Service de Presse
En ce début d’année était réédité au Livre de Poche La maison aux mille étages de Jan Weiss, précédemment publié chez Hachette dans la collection Le Rayon Imaginaire. Ce texte de 1929, tchèque, est étonnant à plus d’un titre…
Qui est Petr Brok ?
Un homme se réveille. Il ne sait pas où il se trouve. Il ne sait pas où il doit aller. Il ne sait même pas qui il est. Il n’a donc d’autre choix, dans un premier temps, que de sortir de ce bâtiment qui ne semble avoir aucune limite. Et il trouve un mot dans sa poche. Un simple mot qui lui dit de trouver un miroir pour comprendre sa mission, son rôle. Aidé par un aveugle, il atteindra cette première étape et comprendra qu’il est invisible.
Hors d’ici ! Hors d’ici ! Mais par où ? Il n’y a que deux chemins : vers le haut ou vers le bas. Eh bien… vers le haut ! … Des marches, des marches… Le tapis rouge se déroule dans son cerveau comme un fil de fer incandescent
A partir de là, il n’aura de cesse que de suivre ce qui est semble être son but. Aller à la rencontre de Müller, le créateur de cette étrange batisse aux étages qui succèdent aux étages. Il semble être Petr Brok, envoyé pour assassiner le mégalomane à l’origine de la construction.
S’il ne sait pas les raisons a priori, il découvrira très rapidement que l’humanité enfermée dans le bâtiment est totalement soumise au propriétaire des lieux. La nourriture ne se traduit que par des cubes alimentaires, fournissant en même temps un ensemble de conséquences pas des plus agréables.
Un totalitarisme à tous les niveaux !
C’est un peu ainsi que nous pourrions résumer ce roman. Nous voici donc à suivre Petr Brok, que nous ne connaissons pas et qui sera notre regard externe sur cet univers que nous présente l’auteur tchèque. Rapidement, nous pouvons projeter l’histoire comme celle d’un pays. Un pays sous la houlette d’un dictateur, cela va sans dire. L’environnement qu’il a créé est totalement indépendant du reste de la société : tout est fabriqué sur place !
La nourriture, les matières premières, mais pas que ! Toute la machine de la Maison aux mille étages est centrée sur le seul bénéfice de son propriétaire.
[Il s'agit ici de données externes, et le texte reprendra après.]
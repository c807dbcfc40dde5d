use chrono::{DateTime, FixedOffset, Utc};
use entities::calendar_event;
use uuid::Uuid;

pub fn calendar_event(user_id: Uuid, event_type: &str) -> calendar_event::Model {
    calendar_event::Model {
        id: Uuid::now_v7(),
        title: "event".to_string(),
        description: String::new(),
        event_type: event_type.to_string(),
        priority: calendar_event::PRIORITY_MEDIUM.to_string(),
        start_date: Utc::now().into(),
        end_date: None,
        is_all_day: false,
        user_id,
        is_completed: false,
        is_visible: true,
    }
}

pub trait CalendarEventFactory {
    fn start_date(self, start_date: DateTime<FixedOffset>) -> calendar_event::Model;
    fn is_visible(self, is_visible: bool) -> calendar_event::Model;
}

impl CalendarEventFactory for calendar_event::Model {
    fn start_date(mut self, start_date: DateTime<FixedOffset>) -> calendar_event::Model {
        self.start_date = start_date;
        self
    }

    fn is_visible(mut self, is_visible: bool) -> calendar_event::Model {
        self.is_visible = is_visible;
        self
    }
}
Les masses laborieuses restent en fond de cale et plus nous montons, plus nous avons l’impression d’arriver sur une forme de bourgeoisie.
Bien entendu, le culte de la personne est au coeur de la vie des résidents qui n’imaginent pas autre chose que l’image qui leur est renvoyé de leur bien être. Pourquoi aller ailleurs, Müller pourvoit à tout !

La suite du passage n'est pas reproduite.